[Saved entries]
use std::fs;
use std::io::Write;
use std::path::{Path, PathBuf};

use chrono::Local;
use thiserror::Error;

use crate::device::{normalize_mac, normalize_name, DeviceRecord};

/// Errors from reading or writing the persisted device list.
#[derive(Debug, Error)]
pub enum StoreError {
    #[error("failed to read device store {path}: {source}")]
    Read {
        path: PathBuf,
        source: std::io::Error,
    },
    #[error("failed to write device store {path}: {source}")]
    Write {
        path: PathBuf,
        source: std::io::Error,
    },
}

/// Result of a best-effort store load: parsed records plus one warning per
/// line that had to be skipped.
#[derive(Debug, Default)]
pub struct LoadedDevices {
    pub devices: Vec<DeviceRecord>,
    pub warnings: Vec<String>,
}

/// Line-oriented on-disk device list with backup-before-write.
///
/// Format is one `{id}|{name}\t{original_mac}\t` line per enabled device,
/// ascending by id, trailing newline. Disabled devices are not written, so
/// their ids are not preserved across a disable/re-enable cycle.
#[derive(Debug, Clone)]
pub struct DeviceStore {
    path: PathBuf,
    backup_dir: PathBuf,
}

impl DeviceStore {
    /// Open a store at `path`; backups land in a sibling `backups/` directory.
    pub fn new(path: impl Into<PathBuf>) -> Self {
        let path = path.into();
        let backup_dir = path
            .parent()
            .map(|p| p.join("backups"))
            .unwrap_or_else(|| PathBuf::from("backups"));
        Self { path, backup_dir }
    }

    /// Open a store with an explicit backup directory.
    pub fn with_backup_dir(path: impl Into<PathBuf>, backup_dir: impl Into<PathBuf>) -> Self {
        Self {
            path: path.into(),
            backup_dir: backup_dir.into(),
        }
    }

    pub fn path(&self) -> &Path {
        &self.path
    }

    /// Parse the store file, skipping (and reporting) unusable lines.
    ///
    /// A missing file is an empty registry, not an error. Parsing never
    /// aborts on a single bad line: a line without at least two tab-separated
    /// fields, with an invalid MAC, or with an unusable name is recorded as a
    /// warning and skipped.
    pub fn load(&self) -> Result<LoadedDevices, StoreError> {
        if !self.path.exists() {
            return Ok(LoadedDevices::default());
        }

        let content = fs::read_to_string(&self.path).map_err(|source| StoreError::Read {
            path: self.path.clone(),
            source,
        })?;

        let mut loaded = LoadedDevices::default();
        for (idx, line) in content.lines().enumerate() {
            let line_num = idx + 1;
            let line = line.trim();
            if line.is_empty() {
                continue;
            }

            match parse_line(line, line_num) {
                Ok(device) => loaded.devices.push(device),
                Err(reason) => loaded
                    .warnings
                    .push(format!("line {line_num}: {reason}, skipped")),
            }
        }

        Ok(loaded)
    }

    /// Persist the enabled subset of `devices`, sorted by id.
    ///
    /// The previous file is first copied into the backup directory with a
    /// timestamped name; backups are forensic only, so a backup failure is
    /// returned as a warning and never blocks the write. The write itself
    /// goes to a temp file in the store directory and is renamed into place.
    pub fn save(&self, devices: &[DeviceRecord]) -> Result<Vec<String>, StoreError> {
        let mut warnings = Vec::new();
        if let Err(reason) = self.backup_current() {
            warnings.push(format!("store backup failed: {reason}"));
        }

        let mut enabled: Vec<&DeviceRecord> = devices.iter().filter(|d| d.enabled).collect();
        enabled.sort_by_key(|d| d.id);

        let mut body = String::new();
        for device in enabled {
            body.push_str(&format!(
                "{}|{}\t{}\t\n",
                device.id, device.name, device.original_mac
            ));
        }

        let dir = self.path.parent().unwrap_or_else(|| Path::new("."));
        fs::create_dir_all(dir).map_err(|source| StoreError::Write {
            path: self.path.clone(),
            source,
        })?;

        let write_err = |source: std::io::Error| StoreError::Write {
            path: self.path.clone(),
            source,
        };
        let mut tmp = tempfile::NamedTempFile::new_in(dir).map_err(write_err)?;
        tmp.write_all(body.as_bytes()).map_err(write_err)?;
        tmp.persist(&self.path)
            .map_err(|e| write_err(e.error))?;

        Ok(warnings)
    }

    fn backup_current(&self) -> Result<(), String> {
        if !self.path.exists() {
            return Ok(());
        }
        fs::create_dir_all(&self.backup_dir).map_err(|e| e.to_string())?;
        let name = format!("mac_addresses_{}.txt", Local::now().format("%Y%m%d_%H%M%S"));
        fs::copy(&self.path, self.backup_dir.join(name)).map_err(|e| e.to_string())?;
        Ok(())
    }
}

fn parse_line(line: &str, line_num: usize) -> Result<DeviceRecord, String> {
    let parts: Vec<&str> = line.split('\t').collect();
    if parts.len() < 2 {
        return Err("fewer than two tab-separated fields".to_string());
    }

    let id_name = parts[0];
    let raw_mac = parts[1].trim();

    let (id, raw_name) = match id_name.split_once('|') {
        Some((id_str, name)) => match id_str.trim().parse::<u32>() {
            Ok(id) => (id, name),
            // Keep the row; the line number stands in for a missing id.
            Err(_) => (line_num as u32, name),
        },
        None => (line_num as u32, id_name),
    };

    let mac = normalize_mac(raw_mac).map_err(|e| e.to_string())?;
    let name = normalize_name(raw_name).map_err(|e| e.to_string())?;

    Ok(DeviceRecord::new(id, name, mac, raw_mac.to_string()))
}
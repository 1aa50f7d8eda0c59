use std::fs;
use std::path::{Path, PathBuf};

use serde::Deserialize;
use thiserror::Error;

/// Default settings file looked up next to the working directory.
pub const DEFAULT_SETTINGS_PATH: &str = "macguard.toml";

#[derive(Debug, Error)]
pub enum SettingsError {
    #[error("failed to read settings file {path}: {source}")]
    Read {
        path: PathBuf,
        source: std::io::Error,
    },
    #[error("failed to parse settings file {path}: {source}")]
    Parse {
        path: PathBuf,
        source: toml::de::Error,
    },
}

/// Process settings, loaded from TOML with embedded defaults for every field.
#[derive(Debug, Clone, Deserialize)]
#[serde(default, deny_unknown_fields)]
pub struct Settings {
    /// Path of the line-oriented device store.
    pub store_path: PathBuf,
    /// Backup directory for store copies; defaults to a sibling `backups/`.
    pub backup_dir: Option<PathBuf>,
    pub router: RouterSettings,
    pub firewall: FirewallSettings,
}

#[derive(Debug, Clone, Deserialize)]
#[serde(default, deny_unknown_fields)]
pub struct RouterSettings {
    pub host: String,
    pub user: String,
    /// SSH key file; a leading `~/` is expanded against `$HOME`.
    pub key_path: String,
    /// Remote path of the appliance configuration document.
    pub config_path: String,
    pub timeout_secs: u64,
}

#[derive(Debug, Clone, Deserialize)]
#[serde(default, deny_unknown_fields)]
pub struct FirewallSettings {
    pub alias_name: String,
    /// Synthetic token embedded in the managed rule's description and
    /// matched token-exactly when looking the rule up.
    pub rule_marker: String,
    pub rule_label: String,
}

impl Default for Settings {
    fn default() -> Self {
        Self {
            store_path: PathBuf::from("mac_addresses/mac_addresses.txt"),
            backup_dir: None,
            router: RouterSettings::default(),
            firewall: FirewallSettings::default(),
        }
    }
}

impl Default for RouterSettings {
    fn default() -> Self {
        Self {
            host: "192.168.123.1".to_string(),
            user: "root".to_string(),
            key_path: "~/.ssh/id_ed25519_opnsense".to_string(),
            config_path: "/conf/config.xml".to_string(),
            timeout_secs: 30,
        }
    }
}

impl Default for FirewallSettings {
    fn default() -> Self {
        Self {
            alias_name: "ParentalControlMACs".to_string(),
            rule_marker: "[macguard:block]".to_string(),
            rule_label: "ParentalControlBlock".to_string(),
        }
    }
}

impl Settings {
    /// Load settings from a TOML file.
    pub fn load_file(path: &Path) -> Result<Self, SettingsError> {
        let text = fs::read_to_string(path).map_err(|source| SettingsError::Read {
            path: path.to_path_buf(),
            source,
        })?;
        toml::from_str(&text).map_err(|source| SettingsError::Parse {
            path: path.to_path_buf(),
            source,
        })
    }

    /// Key path with a leading `~/` expanded against `$HOME`.
    pub fn resolved_key_path(&self) -> PathBuf {
        let raw = &self.router.key_path;
        if let Some(rest) = raw.strip_prefix("~/") {
            if let Ok(home) = std::env::var("HOME") {
                return Path::new(&home).join(rest);
            }
        }
        PathBuf::from(raw)
    }
}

**TASK DIRECTIONS**
Taking the line with "impl Default for RouterSettings" as the start and the last line of the data above as the end, write out those two lines and every line between them exactly, and only those.

**ANSWER BOX**
impl Default for RouterSettings {
    fn default() -> Self {
        Self {
            host: "192.168.123.1".to_string(),
            user: "root".to_string(),
            key_path: "~/.ssh/id_ed25519_opnsense".to_string(),
            config_path: "/conf/config.xml".to_string(),
            timeout_secs: 30,
        }
    }
}

impl Default for FirewallSettings {
    fn default() -> Self {
        Self {
            alias_name: "ParentalControlMACs".to_string(),
            rule_marker: "[macguard:block]".to_string(),
            rule_label: "ParentalControlBlock".to_string(),
        }
    }
}

impl Settings {
    /// Load settings from a TOML file.
    pub fn load_file(path: &Path) -> Result<Self, SettingsError> {
        let text = fs::read_to_string(path).map_err(|source| SettingsError::Read {
            path: path.to_path_buf(),
            source,
        })?;
        toml::from_str(&text).map_err(|source| SettingsError::Parse {
            path: path.to_path_buf(),
            source,
        })
    }

    /// Key path with a leading `~/` expanded against `$HOME`.
    pub fn resolved_key_path(&self) -> PathBuf {
        let raw = &self.router.key_path;
        if let Some(rest) = raw.strip_prefix("~/") {
            if let Ok(home) = std::env::var("HOME") {
                return Path::new(&home).join(rest);
            }
        }
        PathBuf::from(raw)
    }
}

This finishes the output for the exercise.